● What you will do:
I'd like an exact copy of every line from the start of the entries below through the line containing "pub fn pool(&self)", please.

● Data supplied:
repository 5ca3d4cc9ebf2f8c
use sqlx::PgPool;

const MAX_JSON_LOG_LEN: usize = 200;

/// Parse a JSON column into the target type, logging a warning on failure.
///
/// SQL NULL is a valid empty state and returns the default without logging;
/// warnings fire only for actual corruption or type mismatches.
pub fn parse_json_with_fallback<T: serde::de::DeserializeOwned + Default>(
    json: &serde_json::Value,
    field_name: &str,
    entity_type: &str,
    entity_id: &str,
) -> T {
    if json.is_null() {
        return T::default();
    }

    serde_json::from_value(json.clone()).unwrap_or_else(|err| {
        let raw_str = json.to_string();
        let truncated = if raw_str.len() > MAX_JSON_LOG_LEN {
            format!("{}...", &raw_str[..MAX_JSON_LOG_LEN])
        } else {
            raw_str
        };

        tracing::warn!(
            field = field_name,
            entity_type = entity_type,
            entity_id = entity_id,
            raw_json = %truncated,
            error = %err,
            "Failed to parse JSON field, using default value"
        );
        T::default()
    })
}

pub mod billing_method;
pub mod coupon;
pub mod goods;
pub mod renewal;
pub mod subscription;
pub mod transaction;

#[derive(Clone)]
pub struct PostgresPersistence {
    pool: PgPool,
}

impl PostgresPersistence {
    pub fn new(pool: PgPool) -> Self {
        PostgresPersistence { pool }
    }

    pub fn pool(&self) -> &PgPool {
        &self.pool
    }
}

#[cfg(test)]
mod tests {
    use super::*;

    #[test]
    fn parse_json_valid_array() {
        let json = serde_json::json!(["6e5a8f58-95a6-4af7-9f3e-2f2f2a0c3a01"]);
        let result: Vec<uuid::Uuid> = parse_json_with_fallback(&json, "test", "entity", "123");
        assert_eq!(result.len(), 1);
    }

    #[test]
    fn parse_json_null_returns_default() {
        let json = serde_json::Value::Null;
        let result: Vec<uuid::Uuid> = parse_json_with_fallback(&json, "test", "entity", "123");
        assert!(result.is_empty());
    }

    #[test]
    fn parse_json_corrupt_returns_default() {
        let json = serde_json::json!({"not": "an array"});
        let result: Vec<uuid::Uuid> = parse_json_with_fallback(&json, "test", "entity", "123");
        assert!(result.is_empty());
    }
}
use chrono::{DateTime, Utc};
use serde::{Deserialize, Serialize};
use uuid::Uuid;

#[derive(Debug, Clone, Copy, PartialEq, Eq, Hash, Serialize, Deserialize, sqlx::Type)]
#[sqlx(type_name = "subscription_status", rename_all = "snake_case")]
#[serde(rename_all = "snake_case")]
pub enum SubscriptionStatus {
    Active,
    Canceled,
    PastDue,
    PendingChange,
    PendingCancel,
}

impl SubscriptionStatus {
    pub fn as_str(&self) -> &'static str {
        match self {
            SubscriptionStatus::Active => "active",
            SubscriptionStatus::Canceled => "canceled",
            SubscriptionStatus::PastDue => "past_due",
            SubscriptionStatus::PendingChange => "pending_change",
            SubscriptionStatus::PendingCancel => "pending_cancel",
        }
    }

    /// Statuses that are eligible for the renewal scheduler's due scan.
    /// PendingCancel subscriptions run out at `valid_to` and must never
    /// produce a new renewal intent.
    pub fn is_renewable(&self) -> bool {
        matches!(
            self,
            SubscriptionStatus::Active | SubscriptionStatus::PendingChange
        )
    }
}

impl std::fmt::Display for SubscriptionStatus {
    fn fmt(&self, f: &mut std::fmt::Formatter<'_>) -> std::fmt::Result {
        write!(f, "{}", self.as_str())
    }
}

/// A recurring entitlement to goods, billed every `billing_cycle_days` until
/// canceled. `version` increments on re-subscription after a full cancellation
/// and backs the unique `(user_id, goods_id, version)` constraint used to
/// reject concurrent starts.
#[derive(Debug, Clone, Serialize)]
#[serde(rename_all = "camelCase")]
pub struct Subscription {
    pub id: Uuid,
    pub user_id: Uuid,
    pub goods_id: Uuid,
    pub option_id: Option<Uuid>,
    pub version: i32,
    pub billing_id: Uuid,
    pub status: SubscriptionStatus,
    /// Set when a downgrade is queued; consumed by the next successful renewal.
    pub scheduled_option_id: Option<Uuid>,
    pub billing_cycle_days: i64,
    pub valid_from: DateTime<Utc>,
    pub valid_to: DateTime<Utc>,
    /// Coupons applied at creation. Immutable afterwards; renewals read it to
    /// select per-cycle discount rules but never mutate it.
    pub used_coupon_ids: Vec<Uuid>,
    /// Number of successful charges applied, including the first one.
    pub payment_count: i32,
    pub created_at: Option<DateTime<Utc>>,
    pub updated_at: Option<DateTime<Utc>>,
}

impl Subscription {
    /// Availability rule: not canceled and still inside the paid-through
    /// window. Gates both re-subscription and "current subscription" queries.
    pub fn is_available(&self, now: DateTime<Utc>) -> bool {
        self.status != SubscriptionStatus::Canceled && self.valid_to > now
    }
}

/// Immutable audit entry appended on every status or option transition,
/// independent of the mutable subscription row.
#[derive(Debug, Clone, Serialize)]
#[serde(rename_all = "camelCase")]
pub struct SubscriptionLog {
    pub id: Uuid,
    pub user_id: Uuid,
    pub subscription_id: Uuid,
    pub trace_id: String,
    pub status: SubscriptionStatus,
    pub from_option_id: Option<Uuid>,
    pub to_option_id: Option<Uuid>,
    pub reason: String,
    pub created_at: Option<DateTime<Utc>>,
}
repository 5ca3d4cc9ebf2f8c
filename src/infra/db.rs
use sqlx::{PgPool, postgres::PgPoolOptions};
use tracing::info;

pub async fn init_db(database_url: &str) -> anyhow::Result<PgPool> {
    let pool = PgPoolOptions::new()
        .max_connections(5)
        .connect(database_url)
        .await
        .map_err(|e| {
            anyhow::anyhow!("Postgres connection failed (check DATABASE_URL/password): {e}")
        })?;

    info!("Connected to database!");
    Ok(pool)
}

● Exercise output:
repository 5ca3d4cc9ebf2f8c
use sqlx::PgPool;

const MAX_JSON_LOG_LEN: usize = 200;

/// Parse a JSON column into the target type, logging a warning on failure.
///
/// SQL NULL is a valid empty state and returns the default without logging;
/// warnings fire only for actual corruption or type mismatches.
pub fn parse_json_with_fallback<T: serde::de::DeserializeOwned + Default>(
    json: &serde_json::Value,
    field_name: &str,
    entity_type: &str,
    entity_id: &str,
) -> T {
    if json.is_null() {
        return T::default();
    }

    serde_json::from_value(json.clone()).unwrap_or_else(|err| {
        let raw_str = json.to_string();
        let truncated = if raw_str.len() > MAX_JSON_LOG_LEN {
            format!("{}...", &raw_str[..MAX_JSON_LOG_LEN])
        } else {
            raw_str
        };

        tracing::warn!(
            field = field_name,
            entity_type = entity_type,
            entity_id = entity_id,
            raw_json = %truncated,
            error = %err,
            "Failed to parse JSON field, using default value"
        );
        T::default()
    })
}

pub mod billing_method;
pub mod coupon;
pub mod goods;
pub mod renewal;
pub mod subscription;
pub mod transaction;

#[derive(Clone)]
pub struct PostgresPersistence {
    pool: PgPool,
}

impl PostgresPersistence {
    pub fn new(pool: PgPool) -> Self {
        PostgresPersistence { pool }
    }

    pub fn pool(&self) -> &PgPool {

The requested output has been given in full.